Un’origine antica, quotidiana
Per lungo tempo, la focaccia è stata considerata un “pane speciale”: più ricca rispetto al pane quotidiano grazie all’aggiunta di grassi come l’olio, spesso preparata in occasioni particolari o come alimento da condividere. Nel tempo, da preparazione semplice è diventata un simbolo identitario, capace di rappresentare intere regioni.
Un viaggio tra le focacce italiane
In Liguria troviamo forse le versioni più iconiche: la focaccia genovese, bassa, dorata, lucida d’olio e leggermente croccante all’esterno ma morbida all’interno. Poco distante, la focaccia di Recco cambia completamente registro: sottilissima, senza lievito, farcita con formaggio e cotta ad alte temperature.
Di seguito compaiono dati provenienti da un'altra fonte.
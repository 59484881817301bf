// WHY: headings are delimiters only, a lesson is whatever text follows one heading
// up to the next heading or the end of input

use tracing::{debug, info};

use crate::heading::HeadingClassifier;

/// One segmented lesson, identified by its position in discovery order
#[derive(Debug, Clone, PartialEq, Eq)]
pub struct Lesson {
    pub index: usize,
    /// Space-prefixed lines as accumulated; see [`Lesson::text`]
    body: String,
}

impl Lesson {
    fn new(index: usize) -> Self {
        Self { index, body: String::new() }
    }

    fn push_line(&mut self, line: &str) {
        self.body.push(' ');
        self.body.push_str(line);
    }

    /// Lesson text with the accumulated leading space trimmed
    pub fn text(&self) -> &str {
        self.body.trim()
    }

    pub fn is_empty(&self) -> bool {
        self.text().is_empty()
    }
}

/// Result of one segmentation pass
#[derive(Debug, Clone, Default)]
pub struct Segmentation {
    pub lessons: Vec<Lesson>,
    /// Non-empty lines dropped because no heading had been seen yet
    pub preamble_lines: usize,
}

/// Splits cleaned lines into lessons at each recognized heading
pub struct LessonSegmenter {
    classifier: HeadingClassifier,
}

impl LessonSegmenter {
    pub fn new(classifier: HeadingClassifier) -> Self {
        Self { classifier }
    }

    pub fn classifier(&self) -> &HeadingClassifier {
        &self.classifier
    }

    /// Single forward pass over already-cleaned lines
    pub fn segment<'a, I>(&self, lines: I) -> Segmentation
    where
        I: IntoIterator<Item = &'a str>,
    {
        let mut result = Segmentation::default();

        for line in lines {
            if line.is_empty() {
                continue;
            }

            if self.classifier.is_heading(line) {
                debug!(heading = line, index = result.lessons.len(), "Lesson heading");
                result.lessons.push(Lesson::new(result.lessons.len()));
                continue;
            }

            match result.lessons.last_mut() {
                Some(lesson) => lesson.push_line(line),
                None => result.preamble_lines += 1,
            }
        }

        info!(
            "Segmented {} lessons ({} preamble lines dropped)",
            result.lessons.len(),
            result.preamble_lines
        );
        result
    }
}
Scendendo verso sud, la focaccia barese racconta un’altra storia: più alta, soffice, spesso arricchita con pomodorini e olive, dove l’olio extravergine gioca un ruolo fondamentale sia nell’impasto sia nella cottura.
In Emilia-Romagna, invece, troviamo preparazioni che si avvicinano alla famiglia delle focacce, pur con identità proprie: tigelle e crescentine, cotte rispettivamente su piastre e fritte, nate come pane da accompagnamento e oggi protagoniste della tavola e degli aperitivi.
Ogni variante cambia, ma il principio resta lo stesso: un impasto semplice che diventa espressione del territorio.
La struttura dell’impasto: cosa cambia davvero
L’idratazione è uno degli elementi chiave: focacce più idratate tendono a sviluppare una mollica più alveolata e soffice, mentre impasti più asciutti portano a risultati più compatti e croccanti.
Anche la lavorazione incide molto. Impasti lavorati poco e lasciati maturare a lungo sviluppano aromi più complessi, mentre lavorazioni più rapide danno risultati più immediati e diretti.
L’olio è un altro elemento distintivo: non è solo un grasso, ma un ingrediente strutturale. Interviene nella morbidezza della mollica, nella friabilità della crosta e nella conservabilità del prodotto.
Infine, la cottura: temperatura alta e buon calore dal basso favoriscono lo sviluppo e la colorazione, mentre l’uso di teglie ben oliate contribuisce alla formazione della tipica crosticina dorata.
Non solo pane: un impasto creativo
In ambito domestico, è spesso uno degli impasti più accessibili: richiede meno precisione rispetto ad altri prodotti da forno e permette di sperimentare con facilità. Proprio per questo è anche uno dei migliori punti di partenza per chi si avvicina alla panificazione.